The survey, which was conducted by Princeton Survey Research Associates International, had an overall margin of error of 3.6 percent. At total of 83 percent of those surveyed currently have health insurance, while 17 percent were uninsured—which tracks that national proportions.
(Read More: Uh Oh, Obamacare Math Sinks In for Small Businesses)
Under the ACA, uninsured Americans have until the beginning of 2014 to purchase insurance through health-care exchanges being set up nationwide or other venues—or face a financial penalty. That penalty is equal to $95 per adult, and $47.50 per child, up to a maximum of $285—or 1 percent of household income, whichever is greater.
Those penalties will escalate in future years.
Adams of InsuranceQuotes.com said uninsured people might be holding off making a decision on buying health insurance because "folks are saying that the penalty is low."
"But I have a feeling that it's more that they're not educated," she said.
"It's not surprising that people are confused and uninformed," Adams said. "It's a complicated system. It involves a lot of detail that the average person, unfortunately, is not going to grasp."
That confusion not only could hurt individuals' wallets—by making them pay out-of-pocket for health care as needed—but also put financial pressure on insurers offering coverage through exchanges set up under the ACA.
That system is predicated on the theory that enough healthy people will enroll and buy insurance so that their premiums will offset the costs of benefits for less healthy people in the same plan. If not enough healthy people sign up, Adams noted, insurers will be on the hook for the benefit payouts regardless, cutting into, or erasing their profits.

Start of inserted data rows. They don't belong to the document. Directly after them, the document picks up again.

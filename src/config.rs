use std::path::{Path, PathBuf};

use eyre::Result;
use log::debug;
use serde::{Deserialize, Serialize};

pub const DEFAULT_HOST: &str = "127.0.0.1";
pub const DEFAULT_PORT: u16 = 3000;
pub const DEFAULT_LANG: &str = "en";
pub const DEFAULT_COMPLETION_URL: &str = "https://api.groq.com/openai/v1/chat/completions";
pub const DEFAULT_API_KEY_ENV: &str = "GROQ_API_KEY";

#[derive(Debug, Default, Deserialize, Serialize)]
#[serde(default)]
pub struct Config {
    pub host: Option<String>,
    pub port: Option<u16>,
    pub lang: Option<String>,
    pub completion_url: Option<String>,
    pub api_key_env: Option<String>,
    pub summary_model: Option<String>,
    pub seo_model: Option<String>,
}

/// Fully resolved runtime settings
#[derive(Debug, Clone, PartialEq, Eq)]
pub struct Settings {
    pub host: String,
    pub port: u16,
    pub lang: String,
    pub completion_url: String,
    pub api_key_env: String,
    pub summary_model: String,
    pub seo_model: String,
}

impl Default for Settings {
    fn default() -> Self {
        Config::default().resolve(None, None)
    }
}

impl Config {
    /// Load config from `path`, or ~/.config/ytkit/config.toml if it exists
    pub fn load(path: Option<&Path>) -> Result<Self> {
        let path = path.map(Path::to_path_buf).unwrap_or_else(config_path);
        if path.exists() {
            debug!("Loading config from {}", path.display());
            let content = std::fs::read_to_string(&path)?;
            let config: Config = toml::from_str(&content)?;
            Ok(config)
        } else {
            debug!("No config file found at {}", path.display());
            Ok(Config::default())
        }
    }

    /// Fill in defaults; explicit host/port (from the command line) win
    pub fn resolve(self, host: Option<String>, port: Option<u16>) -> Settings {
        Settings {
            host: host.or(self.host).unwrap_or_else(|| DEFAULT_HOST.to_string()),
            port: port.or(self.port).unwrap_or(DEFAULT_PORT),
            lang: self.lang.unwrap_or_else(|| DEFAULT_LANG.to_string()),
            completion_url: self
                .completion_url
                .unwrap_or_else(|| DEFAULT_COMPLETION_URL.to_string()),
            api_key_env: self.api_key_env.unwrap_or_else(|| DEFAULT_API_KEY_ENV.to_string()),
            summary_model: self
                .summary_model
                .unwrap_or_else(|| crate::summarize::DEFAULT_MODEL.to_string()),
            seo_model: self.seo_model.unwrap_or_else(|| crate::seo::DEFAULT_MODEL.to_string()),
        }
    }
}

pub fn config_path() -> PathBuf {
    dirs::config_dir()
        .unwrap_or_else(|| PathBuf::from(".config"))
        .join("ytkit")
        .join("config.toml")
}
use log::debug;

use crate::error::{Error, Result};
use crate::llm::{Completion, CompletionRequest};

pub const DEFAULT_MODEL: &str = "llama3-8b-8192";

const SYSTEM_PROMPT: &str = "When summarizing YouTube videos: \
1) Begin with a brief introduction that captures the video's topic and purpose, using an emoji to set the tone. \
2) Present main points using bullet points with emojis. \
3) Provide a relatable analogy. \
4) List important keywords. \
5) End with a key takeaway. \
Keep the format clean and avoid using any special formatting characters like asterisks or underscores. \
Use clear section headers like 'Main Points:' and 'Keywords:' without any special formatting.";

/// Summarize transcript text and strip any emphasis markers from the reply
pub async fn summarize(llm: &dyn Completion, transcript_text: &str, model: &str) -> Result<String> {
    debug!("Summarizing {} chars of transcript with {model}", transcript_text.len());

    let request = CompletionRequest {
        model: model.to_string(),
        system: SYSTEM_PROMPT.to_string(),
        user: transcript_text.to_string(),
        temperature: 0.5,
        max_tokens: 1024,
        top_p: Some(1.0),
    };

    let text = llm
        .complete(&request)
        .await?
        .ok_or(Error::EmptyCompletion("Failed to generate summary"))?;

    let summary = clean_summary_text(&text);
    if summary.is_empty() {
        return Err(Error::EmptyCompletion("Failed to generate summary"));
    }
    Ok(summary)
}

/// Remove `**bold**` markers, then any stray `*`, then surrounding whitespace
pub fn clean_summary_text(text: &str) -> String {
    text.replace("**", "").replace('*', "").trim().to_string()
}
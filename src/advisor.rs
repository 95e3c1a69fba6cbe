//! Remote advisor with local fallback
//!
//! Answers a question through Gemini when a key is supplied and falls back
//! to the local composer on any remote failure. Callers always get text:
//!
//! Idle → key? → Gemini → ok                  → Done
//!                      → failed → notify → Local → Done
//!            → no key ─────────────────→ Local → Done
//!
//! Local failure (a broken phrase bank) ends in a fixed placeholder.

use std::sync::Arc;
use tracing::{info, warn};

use crate::composer::ResponseComposer;
use crate::config::GeminiConfig;
use crate::gemini::{build_prompt, GeminiClient};
use crate::models::{AdvisorReply, Notice, ReplySource, UserProfile};
use crate::notify::{Notifier, TracingNotifier};

pub const PLACEHOLDER_REPLY: &str = "The cosmic energies are unsettled at the moment. The stars will align soon to provide you with guidance.";

#[derive(Clone)]
pub struct Advisor {
    gemini: GeminiClient,
    composer: ResponseComposer,
    notifier: Arc<dyn Notifier>,
}

impl Advisor {
    pub fn new(config: &GeminiConfig) -> crate::Result<Self> {
        Ok(Self {
            gemini: GeminiClient::new(config)?,
            composer: ResponseComposer::default(),
            notifier: Arc::new(TracingNotifier),
        })
    }

    pub fn with_notifier(mut self, notifier: Arc<dyn Notifier>) -> Self {
        self.notifier = notifier;
        self
    }

    pub fn with_composer(mut self, composer: ResponseComposer) -> Self {
        self.composer = composer;
        self
    }

    /// Answer a question. Never fails.
    pub async fn get_response(
        &self,
        question: &str,
        api_key: Option<&str>,
        profile: Option<&UserProfile>,
    ) -> String {
        self.respond(question, api_key, profile).await.text
    }

    /// Answer a question and report which path produced the text
    pub async fn respond(
        &self,
        question: &str,
        api_key: Option<&str>,
        profile: Option<&UserProfile>,
    ) -> AdvisorReply {
        let Some(key) = api_key.filter(|k| !k.trim().is_empty()) else {
            return self.local(question);
        };

        let prompt = build_prompt(question, profile);
        match self.gemini.generate(key, &prompt).await {
            Ok(text) => {
                info!(chars = text.len(), "Answer from Gemini API");
                AdvisorReply {
                    text,
                    source: ReplySource::Gemini,
                }
            }
            Err(e) => {
                warn!(
                    transport = e.is_transport_failure(),
                    "Gemini unavailable, answering locally: {}", e
                );
                self.notifier.notify(&Notice::service_unavailable());
                self.local(question)
            }
        }
    }

    fn local(&self, question: &str) -> AdvisorReply {
        match self.composer.respond_to(question) {
            Ok(text) => AdvisorReply {
                text,
                source: ReplySource::Local,
            },
            Err(e) => {
                warn!("Local generator failed: {}", e);
                AdvisorReply {
                    text: PLACEHOLDER_REPLY.to_string(),
                    source: ReplySource::Placeholder,
                }
            }
        }
    }
}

"If only the sick enroll," Adams warned, "it could be very precarious for the industry and the cost of insurance."
Adams said ignorance could hit lower-income Americans particularly hard.
"There were 68 percent of people who are earning under $30,000, who are not sure what they're going to do," Adams said, despite the fact that "they are certainly eligible" for tax credits to offset the costs of buying insurance under the ACA.
"They should" sign up, she said.
Adams noted that if poor adults without dependents live in states that are not expanding their Medicaid programs under Obamacare, they risk not being covered by that health-insurance program despite making the same low wages as adults who have dependents.